Géta. — J’applaudis à ce projet pour sa justice et pour son utilité.

Stalagmus. — Les gestes les plus justes sont peut-être les plus inutiles.

Géta. — Je ne comprends pas.

Stalagmus. — Un autre remplacera celui que j’aurai tué.

Géta. — Quand je t’écoute, je me demande pourquoi tu agis.

Stalagmus. — J’ai commencé d’agir. Je dois continuer. Mais quiconque entre dans l’action juste est promis à la défaite et à la mort.

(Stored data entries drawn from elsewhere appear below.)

use std::collections::BTreeMap;

use crate::domain::entities::result::{CellValue, QueryResult, ResultRow};
use crate::domain::entities::schema::{ColumnKind, DatasetSchema};
use crate::domain::error::{BrowserError, BrowserResult};
use crate::infra::export::csv::write_csv;
use crate::usecase::ports::ui::{GridColumn, GridWidget};

pub const LINK_LABEL: &str = "Abrir";

/// How one cell should be drawn, independent of the widget.
#[derive(Debug, Clone, PartialEq, Eq)]
pub enum CellDisplay {
    Empty,
    Text(String),
    Link { href: String, label: String },
}

pub fn display_cell(kind: ColumnKind, value: Option<&CellValue>) -> CellDisplay {
    let text = match value {
        None | Some(CellValue::Null) => return CellDisplay::Empty,
        Some(value) => value.to_string(),
    };
    if text.is_empty() {
        return CellDisplay::Empty;
    }
    match kind {
        ColumnKind::Plain => CellDisplay::Text(text),
        ColumnKind::Link => CellDisplay::Link {
            href: text,
            label: LINK_LABEL.to_string(),
        },
    }
}

/// Grid column descriptors for the given projection, in projection order.
pub fn grid_columns(schema: &DatasetSchema, visible: &[String]) -> Vec<GridColumn> {
    visible
        .iter()
        .map(|id| match schema.column(id) {
            Some(column) => GridColumn {
                id: column.id.to_string(),
                header: column.display_name.to_string(),
                kind: column.kind,
            },
            None => GridColumn {
                id: id.clone(),
                header: id.clone(),
                kind: ColumnKind::Plain,
            },
        })
        .collect()
}

#[derive(Debug, Clone, PartialEq, Eq)]
pub struct CsvExport {
    pub file_name: String,
    pub content: String,
}

/// Owns one grid widget per dataset and keeps it in step with the latest
/// successful query.
#[derive(Debug, Default)]
pub struct RenderingAdapter<G: GridWidget + Default> {
    grids: BTreeMap<String, G>,
}

impl<G: GridWidget + Default> RenderingAdapter<G> {
    pub fn new() -> Self {
        Self {
            grids: BTreeMap::new(),
        }
    }

    /// Columns and rows are both replaced before the layout pass runs.
    pub fn apply(&mut self, key: &str, columns: Vec<GridColumn>, rows: Vec<ResultRow>) {
        let grid = self.grids.entry(key.to_string()).or_default();
        grid.set_columns(columns);
        grid.set_rows(rows);
        grid.relayout();
    }

    pub fn grid(&self, key: &str) -> Option<&G> {
        self.grids.get(key)
    }

    pub fn grid_mut(&mut self, key: &str) -> Option<&mut G> {
        self.grids.get_mut(key)
    }
}

/// CSV of the last applied result using the current projection as header.
pub fn export_csv(
    key: &str,
    visible: &[String],
    last_result: Option<&QueryResult>,
) -> BrowserResult<CsvExport> {
    let result = last_result.ok_or_else(|| BrowserError::NoData {
        key: key.to_string(),
    })?;

    let rows = result
        .rows
        .iter()
        .map(|row| {
            visible
                .iter()
                .map(|column| row.get(column).map(CellValue::to_string).unwrap_or_default())
                .collect::<Vec<_>>()
        })
        .collect::<Vec<_>>();

    let content =
        write_csv(visible, &rows).map_err(|err| BrowserError::Export(format!("{err:#}")))?;

    Ok(CsvExport {
        file_name: format!("{key}.csv"),
        content,
    })
}

#[cfg(test)]
mod tests {
    use super::*;

    #[derive(Debug, Default)]
    struct RecordingGrid {
        calls: Vec<String>,
        columns: Vec<GridColumn>,
        rows: Vec<ResultRow>,
    }

    impl GridWidget for RecordingGrid {
        fn set_columns(&mut self, columns: Vec<GridColumn>) {
            self.calls.push("columns".to_string());
            self.columns = columns;
        }

        fn set_rows(&mut self, rows: Vec<ResultRow>) {
            self.calls.push("rows".to_string());
            self.rows = rows;
        }

        fn relayout(&mut self) {
            self.calls.push("layout".to_string());
        }
    }

    fn row(fields: &[(&str, CellValue)]) -> ResultRow {
        ResultRow::new(
            fields
                .iter()
                .map(|(name, value)| (name.to_string(), value.clone()))
                .collect(),
        )
    }

    #[test]
    fn apply_sets_data_before_layout() {
        let mut adapter = RenderingAdapter::<RecordingGrid>::new();

        adapter.apply(
            "pos",
            vec![GridColumn {
                id: "uf".to_string(),
                header: "UF".to_string(),
                kind: ColumnKind::Plain,
            }],
            vec![row(&[("uf", CellValue::Text("SP".to_string()))])],
        );

        let grid = adapter.grid("pos").expect("grid should exist after apply");
        assert_eq!(grid.calls, vec!["columns", "rows", "layout"]);
        assert_eq!(grid.columns[0].header, "UF");
        assert_eq!(grid.rows.len(), 1);
    }

    #[test]
    fn link_columns_render_as_links() {
        let href = CellValue::Text("https://example.org/programa".to_string());

        assert_eq!(
            display_cell(ColumnKind::Link, Some(&href)),
            CellDisplay::Link {
                href: "https://example.org/programa".to_string(),
                label: "Abrir".to_string(),
            }
        );
        assert_eq!(display_cell(ColumnKind::Link, Some(&CellValue::Null)), CellDisplay::Empty);
        assert_eq!(
            display_cell(ColumnKind::Plain, Some(&CellValue::Integer(5))),
            CellDisplay::Text("5".to_string())
        );
    }

    #[test]
    fn export_without_result_is_no_data() {
        let err = export_csv("pos", &["uf".to_string()], None).expect_err("should fail");

        assert!(matches!(err, BrowserError::NoData { key } if key == "pos"));
    }

    #[test]
    fn export_quotes_special_values_and_blanks_nulls() {
        let result = QueryResult::new(
            vec!["nome".to_string(), "nota".to_string(), "uf".to_string()],
            vec![
                row(&[
                    ("nome", CellValue::Text("Foo, \"Bar\"".to_string())),
                    ("nota", CellValue::Null),
                    ("uf", CellValue::Text("SP".to_string())),
                ]),
                row(&[
                    ("nome", CellValue::Text("Linha\nnova".to_string())),
                    ("nota", CellValue::Integer(7)),
                    ("uf", CellValue::Text("RJ".to_string())),
                ]),
            ],
        );
        let visible = vec!["uf".to_string(), "nome".to_string(), "nota".to_string()];

        let export = export_csv("pos", &visible, Some(&result)).expect("export should succeed");

        assert_eq!(export.file_name, "pos.csv");
        assert_eq!(
            export.content,
            "uf,nome,nota\nSP,\"Foo, \"\"Bar\"\"\",\nRJ,\"Linha\nnova\",7\n"
        );
    }
}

Géta. — Oui, ils se jetteront sur toi, lâches et nombreux, meute de chiens contre le sanglier acculé. Bientôt des chaînes lourdes immobiliseront tes mains. Alors tu ne seras plus libre.

Stalagmus. — La vraie liberté n’est pas dans les mains, mais dans l’esprit.

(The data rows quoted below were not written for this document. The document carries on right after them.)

use std::cmp::Ordering;
use std::fmt;

use chrono::{DateTime, Local};

/// One value as returned by the engine.
#[derive(Debug, Clone, PartialEq)]
pub enum CellValue {
    Null,
    Integer(i64),
    Real(f64),
    Text(String),
}

impl CellValue {
    pub fn is_null(&self) -> bool {
        matches!(self, CellValue::Null)
    }

    pub fn as_number(&self) -> Option<f64> {
        match self {
            CellValue::Integer(value) => Some(*value as f64),
            CellValue::Real(value) => Some(*value),
            CellValue::Null | CellValue::Text(_) => None,
        }
    }

    /// Ordering used by client-side sorting: nulls first, then numbers, then text.
    pub fn sort_cmp(&self, other: &CellValue) -> Ordering {
        fn rank(value: &CellValue) -> u8 {
            match value {
                CellValue::Null => 0,
                CellValue::Integer(_) | CellValue::Real(_) => 1,
                CellValue::Text(_) => 2,
            }
        }

        match (self, other) {
            (CellValue::Text(left), CellValue::Text(right)) => left.cmp(right),
            _ => match (self.as_number(), other.as_number()) {
                (Some(left), Some(right)) => left.partial_cmp(&right).unwrap_or(Ordering::Equal),
                _ => rank(self).cmp(&rank(other)),
            },
        }
    }
}

impl fmt::Display for CellValue {
    fn fmt(&self, f: &mut fmt::Formatter<'_>) -> fmt::Result {
        match self {
            CellValue::Null => Ok(()),
            CellValue::Integer(value) => write!(f, "{value}"),
            CellValue::Real(value) => write!(f, "{value}"),
            CellValue::Text(value) => write!(f, "{value}"),
        }
    }
}

/// Ordered field -> value mapping for one row.
#[derive(Debug, Clone, PartialEq, Default)]
pub struct ResultRow {
    pub fields: Vec<(String, CellValue)>,
}

impl ResultRow {
    pub fn new(fields: Vec<(String, CellValue)>) -> Self {
        Self { fields }
    }

    pub fn get(&self, column: &str) -> Option<&CellValue> {
        self.fields
            .iter()
            .find(|(name, _)| name == column)
            .map(|(_, value)| value)
    }
}

#[derive(Debug, Clone, PartialEq)]
pub struct QueryResult {
    pub columns: Vec<String>,
    pub rows: Vec<ResultRow>,
    pub completed_at: DateTime<Local>,
}

impl QueryResult {
    pub fn new(columns: Vec<String>, rows: Vec<ResultRow>) -> Self {
        Self {
            columns,
            rows,
            completed_at: Local::now(),
        }
    }

    /// Local wall-clock time the query finished, as `HH:MM:SS`.
    pub fn completed_label(&self) -> String {
        self.completed_at.format("%H:%M:%S").to_string()
    }

    /// Whether the fetched rows already carry every requested column.
    pub fn covers<S: AsRef<str>>(&self, columns: &[S]) -> bool {
        columns
            .iter()
            .all(|column| self.columns.iter().any(|own| own == column.as_ref()))
    }
}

Géta. — Pourquoi donc frappes-tu de tes mains ?

Stalagmus. — Mon âme s’exprime par les moyens qu’elle a. Privée d’instruments, nul n’entendra plus son langage. En quoi ma pensée en sera-t-elle changée ?

Géta. — Tu m’étonnes.

Stalagmus. — J’ai commencé une phrase que je dois continuer. Mon premier geste est, sur une pente, un commencement de course qui entraîne la descente jusqu’au bas ou jusqu’à l’obstacle. Mes mains ne se renieront pas en cessant, avant qu’on les réduise à l’impuissance, d’exécuter les condamnations prononcées par mon esprit. Mais peut-être je regrette d’avoir obéi une première fois à mes mains.

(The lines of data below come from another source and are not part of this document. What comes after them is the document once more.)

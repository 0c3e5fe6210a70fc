use crate::domain::entities::filter::{FilterValue, FilterValueState};
use crate::domain::entities::schema::{DatasetSchema, FilterDescriptor, MatchMode};
use crate::domain::error::{BrowserError, BrowserResult};
use crate::usecase::ports::engine::SqlParam;
use crate::GRID_LIMIT;

#[derive(Debug, Clone, PartialEq)]
pub struct BuiltQuery {
    pub relation: String,
    pub select_columns: Vec<String>,
    /// Predicate without the `WHERE` keyword, empty when nothing filters.
    pub where_sql: String,
    pub parameters: Vec<SqlParam>,
    pub order_by: Vec<String>,
    pub limit: usize,
}

impl BuiltQuery {
    pub fn sql(&self) -> String {
        let mut sql = format!(
            "SELECT {} FROM {}",
            self.select_columns.join(", "),
            self.relation
        );
        if !self.where_sql.is_empty() {
            sql.push_str(" WHERE ");
            sql.push_str(&self.where_sql);
        }
        if !self.order_by.is_empty() {
            sql.push_str(" ORDER BY ");
            sql.push_str(&self.order_by.join(", "));
        }
        sql.push_str(&format!(" LIMIT {}", self.limit));
        sql
    }

    pub fn placeholder_count(&self) -> usize {
        self.where_sql.matches('?').count()
    }
}

/// Builds the grid query for one dataset.
///
/// Clauses follow the schema's filter order and the parameters are pushed in
/// the same pass that emits each placeholder, so positional binding always
/// lines up.
pub fn build_query(
    schema: &DatasetSchema,
    visible_columns: &[String],
    filter_values: &FilterValueState,
) -> BrowserResult<BuiltQuery> {
    let mut select_columns = schema.in_schema_order(visible_columns);
    if select_columns.is_empty() {
        select_columns = schema.column_ids();
    }

    let mut clauses = Vec::<String>::new();
    let mut parameters = Vec::<SqlParam>::new();

    for filter in &schema.filters {
        let column = filter.column();
        if !schema.has_column(column) {
            return Err(BrowserError::SchemaColumnMismatch {
                dataset: schema.key.to_string(),
                filter_id: filter.value_key().to_string(),
                column: column.to_string(),
            });
        }

        let Some(value) = filter_values.get(filter.value_key()) else {
            continue;
        };
        if value.is_unconstrained() {
            continue;
        }

        match (filter, value) {
            (FilterDescriptor::Categorical { match_mode, .. }, FilterValue::Categorical(values)) => {
                match match_mode {
                    MatchMode::Substring => {
                        let alternatives = values
                            .iter()
                            .map(|_| format!("{column} LIKE ?"))
                            .collect::<Vec<_>>()
                            .join(" OR ");
                        clauses.push(format!("({alternatives})"));
                        parameters.extend(
                            values
                                .iter()
                                .map(|value| SqlParam::Text(format!("%{value}%"))),
                        );
                    }
                    MatchMode::Exact => {
                        let placeholders = std::iter::repeat_n("?", values.len())
                            .collect::<Vec<_>>()
                            .join(", ");
                        clauses.push(format!("{column} IN ({placeholders})"));
                        parameters.extend(values.iter().cloned().map(SqlParam::Text));
                    }
                }
            }
            (FilterDescriptor::FreeText { .. }, FilterValue::Text(text)) => {
                clauses.push(format!("{column} LIKE ?"));
                parameters.push(SqlParam::Text(format!("%{text}%")));
            }
            (FilterDescriptor::Range { .. }, FilterValue::Range { min, max }) => {
                if let Some(min) = min {
                    clauses.push(format!("{column} >= ?"));
                    parameters.push(SqlParam::Number(*min));
                }
                if let Some(max) = max {
                    clauses.push(format!("{column} <= ?"));
                    parameters.push(SqlParam::Number(*max));
                }
            }
            // A value whose shape does not match its descriptor constrains nothing.
            _ => {}
        }
    }

    Ok(BuiltQuery {
        relation: schema.relation_name.to_string(),
        select_columns,
        where_sql: clauses.join(" AND "),
        parameters,
        order_by: schema.order_by.iter().map(|column| column.to_string()).collect(),
        limit: GRID_LIMIT,
    })
}

#[cfg(test)]
mod tests {
    use std::collections::{BTreeMap, BTreeSet};

    use super::*;
    use crate::domain::catalog::SchemaRegistry;
    use crate::domain::entities::schema::ColumnDef;

    fn set(values: &[&str]) -> BTreeSet<String> {
        values.iter().map(|value| value.to_string()).collect()
    }

    fn text(value: &str) -> SqlParam {
        SqlParam::Text(value.to_string())
    }

    fn courses() -> DatasetSchema {
        DatasetSchema {
            key: "cursos",
            label: "Cursos",
            relation_name: "cursos",
            order_by: vec!["nome", "uf"],
            columns: vec![
                ColumnDef::plain("nome", "Nome"),
                ColumnDef::plain("uf", "UF"),
                ColumnDef::plain("nivel", "Nível"),
                ColumnDef::plain("carga", "Carga"),
            ],
            filters: vec![
                FilterDescriptor::Categorical {
                    id: "c-uf",
                    column: "uf",
                    match_mode: MatchMode::Exact,
                    label: "UF",
                    placeholder: "",
                },
                FilterDescriptor::Categorical {
                    id: "c-nivel",
                    column: "nivel",
                    match_mode: MatchMode::Substring,
                    label: "Nível",
                    placeholder: "",
                },
                FilterDescriptor::FreeText {
                    id: "c-nome",
                    column: "nome",
                    label: "Nome",
                    placeholder: "",
                },
                FilterDescriptor::Range {
                    min_id: "c-carga-min",
                    max_id: "c-carga-max",
                    column: "carga",
                    labels: ("Mínimo", "Máximo"),
                    placeholders: ("", ""),
                },
            ],
            default_filter_values: BTreeMap::new(),
        }
    }

    fn visible(ids: &[&str]) -> Vec<String> {
        ids.iter().map(|id| id.to_string()).collect()
    }

    #[test]
    fn no_filters_omits_where_clause() {
        let schema = courses();

        let query = build_query(&schema, &visible(&["uf", "nome"]), &FilterValueState::default())
            .expect("query should build");

        assert_eq!(query.sql(), "SELECT nome, uf FROM cursos ORDER BY nome, uf LIMIT 400");
        assert!(query.parameters.is_empty());
    }

    #[test]
    fn exact_categorical_emits_in_list_in_value_order() {
        let schema = courses();
        let mut values = FilterValueState::default();
        values.insert("c-uf", FilterValue::Categorical(set(&["SP", "AM", "RJ"])));

        let query = build_query(&schema, &visible(&["nome"]), &values).expect("query should build");

        assert_eq!(query.where_sql, "uf IN (?, ?, ?)");
        assert_eq!(query.parameters, vec![text("AM"), text("RJ"), text("SP")]);
    }

    #[test]
    fn substring_categorical_wraps_each_value_and_ors_them() {
        let schema = courses();
        let mut values = FilterValueState::default();
        values.insert("c-uf", FilterValue::Categorical(set(&["MG"])));
        values.insert(
            "c-nivel",
            FilterValue::Categorical(set(&["MESTRADO", "DOUTORADO"])),
        );

        let query = build_query(&schema, &visible(&["nome"]), &values).expect("query should build");

        assert_eq!(
            query.where_sql,
            "uf IN (?) AND (nivel LIKE ? OR nivel LIKE ?)"
        );
        assert_eq!(
            query.parameters,
            vec![text("MG"), text("%DOUTORADO%"), text("%MESTRADO%")]
        );
    }

    #[test]
    fn free_text_becomes_single_like() {
        let schema = courses();
        let mut values = FilterValueState::default();
        values.insert("c-nome", FilterValue::Text("Física".to_string()));

        let query = build_query(&schema, &visible(&["nome"]), &values).expect("query should build");

        assert_eq!(query.where_sql, "nome LIKE ?");
        assert_eq!(query.parameters, vec![text("%Física%")]);
    }

    #[test]
    fn range_bounds_emit_independent_numeric_clauses() {
        let schema = courses();
        let cases = [
            (Some(360.0), None, "carga >= ?", vec![SqlParam::Number(360.0)]),
            (None, Some(720.0), "carga <= ?", vec![SqlParam::Number(720.0)]),
            (
                Some(360.0),
                Some(720.0),
                "carga >= ? AND carga <= ?",
                vec![SqlParam::Number(360.0), SqlParam::Number(720.0)],
            ),
            (None, None, "", Vec::new()),
        ];

        for (min, max, expected_where, expected_params) in cases {
            let mut values = FilterValueState::default();
            values.insert("c-carga-min", FilterValue::Range { min, max });

            let query =
                build_query(&schema, &visible(&["nome"]), &values).expect("query should build");

            assert_eq!(query.where_sql, expected_where);
            assert_eq!(query.parameters, expected_params);
        }
    }

    #[test]
    fn placeholders_and_parameters_stay_aligned() {
        let schema = courses();
        let mut values = FilterValueState::default();
        values.insert("c-uf", FilterValue::Categorical(set(&["BA", "PE"])));
        values.insert("c-nivel", FilterValue::Categorical(set(&["MESTRADO"])));
        values.insert("c-nome", FilterValue::Text("Direito".to_string()));
        values.insert(
            "c-carga-min",
            FilterValue::Range {
                min: Some(1.0),
                max: Some(9.0),
            },
        );

        let query = build_query(&schema, &visible(&["nome"]), &values).expect("query should build");

        assert_eq!(query.placeholder_count(), query.parameters.len());
        assert_eq!(
            query.parameters,
            vec![
                text("BA"),
                text("PE"),
                text("%MESTRADO%"),
                text("%Direito%"),
                SqlParam::Number(1.0),
                SqlParam::Number(9.0),
            ]
        );
    }

    #[test]
    fn building_twice_is_identical() {
        let registry = SchemaRegistry::builtin().expect("builtin catalog should validate");
        let schema = registry.get_schema("pos").expect("pos exists");
        let mut values = FilterValueState::default();
        values.insert(
            "pos-nivel",
            FilterValue::Categorical(set(&["MESTRADO", "DOUTORADO"])),
        );
        values.insert("pos-uf", FilterValue::Categorical(set(&["PR", "SC"])));
        let columns = visible(&["nome_programa", "sigla_ies"]);

        let first = build_query(schema, &columns, &values).expect("query should build");
        let second = build_query(schema, &columns, &values).expect("query should build");

        assert_eq!(first.sql(), second.sql());
        assert_eq!(first.parameters, second.parameters);
    }

    #[test]
    fn empty_projection_falls_back_to_all_columns() {
        let schema = courses();

        let query =
            build_query(&schema, &[], &FilterValueState::default()).expect("query should build");

        assert_eq!(query.select_columns, schema.column_ids());
    }

    #[test]
    fn filter_on_undeclared_column_is_rejected() {
        let mut schema = courses();
        schema.filters.push(FilterDescriptor::FreeText {
            id: "c-regiao",
            column: "regiao",
            label: "Região",
            placeholder: "",
        });

        let err = build_query(&schema, &visible(&["nome"]), &FilterValueState::default())
            .expect_err("unknown column should fail");

        assert!(matches!(err, BrowserError::SchemaColumnMismatch { column, .. } if column == "regiao"));
    }
}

Géta. — Ton geste est d’un jeune homme ; tes paroles sont d’un vieillard. Pour que je n’entende plus tes paroles, je fuis avec, dans mes yeux, l’encouragement de ton geste. (Il s’incline, prend la main de Stalagmus, la porte à ses lèvres.) Adieu, marche à ton noble destin. (Il fait un pas vers une autre porte.) Moi, je vais à mon sort passionné. Je cours, dans le tumulte de cette heure, posséder Emilia et la tuer… Après ces deux joies ivres, qu’on fasse de moi ce qu’on voudra.

Stalagmus et Géta sortent par les deux portes de côté, tandis que des soldats entrent par la porte du fond et que le rideau tombe.